Tune the threshold to taste. Around 0.92 is roughly where you catch real loops without flagging genuinely different queries. Higher and you miss loops; lower and you start blocking useful exploration.

Step Four: Force a Decision

If you detect three near-duplicate calls in a row, stop being polite. Inject a system message telling the agent to either commit to an answer or stop:

if detector.consecutive_duplicates >= 3:
    messages.append({
        "role": "user",
        "content": (
            "You have repeated similar tool calls three times. "
            "Based on what you already know, either provide your "
            "best answer now or explicitly say you cannot complete "
            "this task. Do not call any more tools."
        ),
    })

This is brutal and it works. Most stuck agents will produce a reasonable answer once you take the option to keep looping off the table.
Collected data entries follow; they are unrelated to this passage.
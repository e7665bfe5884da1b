//! Pure calendar-day arithmetic used by the grid, roster, and field engines.
//!
//! All operations mirror ECMAScript `Date` setter normalization: an
//! out-of-range day or month rolls into the adjacent month/year instead of
//! erroring. That rollover is part of the observable contract
//! (`add_months(Jan 31, 1)` lands on Mar 2 or Mar 3 depending on leap year)
//! and must not be "fixed".

use chrono::{Datelike, NaiveDate, NaiveDateTime, TimeDelta};

use crate::consts::{
    CENTURY_CYCLE, DAYS_IN_MONTH, FEBRUARY, FEBRUARY_DAYS_LEAP, GREGORIAN_CYCLE, LEAP_YEAR_CYCLE,
    MAX_MONTH,
};

/// Source of the current date and time.
///
/// Everything that needs "now" (today-highlighting, the year segment's jump
/// value, resolution of partially specified field values) takes a `Clock` so
/// tests can pin time.
pub trait Clock {
    /// Current local date and time.
    fn now(&self) -> NaiveDateTime;

    /// Current local date with the time component dropped.
    fn today(&self) -> NaiveDate {
        self.now().date()
    }
}

/// The default clock, backed by the system's local time.
#[derive(Debug, Clone, Copy, Default)]
pub struct SystemClock;

impl Clock for SystemClock {
    fn now(&self) -> NaiveDateTime {
        chrono::Local::now().naive_local()
    }
}

/// A clock frozen at a fixed instant. Intended for tests and previews.
#[derive(Debug, Clone, Copy)]
pub struct FixedClock(pub NaiveDateTime);

impl Clock for FixedClock {
    fn now(&self) -> NaiveDateTime {
        self.0
    }
}

/// Today's date with time components dropped.
pub fn start_of_today(clock: &impl Clock) -> NaiveDate {
    clock.today()
}

pub const fn is_leap_year(year: i32) -> bool {
    (year % LEAP_YEAR_CYCLE == 0 && year % CENTURY_CYCLE != 0) || (year % GREGORIAN_CYCLE == 0)
}

pub const fn days_in_month(year: i32, month: u32) -> u32 {
    debug_assert!(month != 0 && month <= MAX_MONTH);

    if month == FEBRUARY && is_leap_year(year) {
        FEBRUARY_DAYS_LEAP
    } else {
        DAYS_IN_MONTH[month as usize]
    }
}

/// Number of days in `date`'s month, leap years included.
pub fn days_in_month_of(date: NaiveDate) -> u32 {
    days_in_month(date.year(), date.month())
}

/// Weekday of the 1st of `date`'s month, 0 = Sunday .. 6 = Saturday.
pub fn first_weekday_of_month(date: NaiveDate) -> u32 {
    first_of_month(date.year(), date.month()).weekday().num_days_from_sunday()
}

/// Whether two dates are the same calendar day.
pub fn is_same_day(a: NaiveDate, b: NaiveDate) -> bool {
    a == b
}

/// Whether two dates fall in the same month of the same year.
pub fn is_same_month(a: NaiveDate, b: NaiveDate) -> bool {
    a.year() == b.year() && a.month() == b.month()
}

/// Whether `date` is today according to `clock`.
pub fn is_today(date: NaiveDate, clock: &impl Clock) -> bool {
    is_same_day(date, clock.today())
}

/// Shifts `date` by `n` months, keeping the day-of-month and rolling
/// forward when the target month is shorter.
pub fn add_months(date: NaiveDate, n: i32) -> NaiveDate {
    from_parts(date.year(), i64::from(date.month0()) + i64::from(n), i64::from(date.day()))
}

/// Shifts `date` by `n` years, keeping month and day. Feb 29 rolls to
/// Mar 1 in a non-leap target year.
pub fn add_years(date: NaiveDate, n: i32) -> NaiveDate {
    from_parts(date.year() + n, i64::from(date.month0()), i64::from(date.day()))
}

/// Replaces the year, leaving month and day untouched (subject to rollover).
pub fn set_year(date: NaiveDate, year: i32) -> NaiveDate {
    from_parts(year, i64::from(date.month0()), i64::from(date.day()))
}

/// Replaces the month (1-based). Values outside `1..=12` roll into
/// adjacent years, as do day-of-month overflows.
pub fn set_month(date: NaiveDate, month: i64) -> NaiveDate {
    from_parts(date.year(), month - 1, i64::from(date.day()))
}

/// Replaces the day-of-month. Day 0 is the last day of the previous
/// month; days past the month's end roll forward.
pub fn set_day(date: NaiveDate, day: i64) -> NaiveDate {
    from_parts(date.year(), i64::from(date.month0()), day)
}

/// Builds a date from a year, a 0-based month offset, and a 1-based day,
/// normalizing both out-of-range months and out-of-range days the way the
/// ECMAScript `Date` constructor does.
pub(crate) fn from_parts(year: i32, month0: i64, day: i64) -> NaiveDate {
    let months = i64::from(year) * 12 + month0;
    let norm_year = months.div_euclid(12);
    let norm_month = months.rem_euclid(12) as u32 + 1;

    // Day 1 of the normalized month always exists; day offsets (including
    // zero and negative ones) are absorbed by plain day arithmetic.
    let first = first_of_month(norm_year as i32, norm_month);
    first
        .checked_add_signed(TimeDelta::days(day - 1))
        .expect("normalized date is within chrono's supported range")
}

pub(crate) fn first_of_month(year: i32, month: u32) -> NaiveDate {
    NaiveDate::from_ymd_opt(year, month, 1)
        .expect("day 1 exists in every month of chrono's supported years")
}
Prevention: Habits to Bake In From Day One

A few things that save real pain later:

• Log every tool call with timestamps. When something goes wrong you want to read the trace, not guess.
• Set a token budget per task, not just an iteration count. A loop that fits in 5 iterations but each one pulls a 50k-token document is just as bad.
• Write completion criteria into the system prompt. "Stop after you have at least 3 sources" beats "stop when you're done."
• Test with adversarial inputs. Give the agent a task with no good answer. Make sure it gives up gracefully instead of looping forever.
• Make tool errors visible to the model. If a tool failed, say so plainly in the result. Silent failures push the model into retry-storm territory.

The agent ecosystem is still figuring out best practices. Most of the tooling we'd actually want — proper tracing, deterministic replay, structured tool-call memory — is being reinvented in every framework. Until things settle, defensive coding is the price of admission.

If you've already shipped an agent to production without these guards, I'd suggest checking your billing dashboard before you check anything else. Ask me how I know.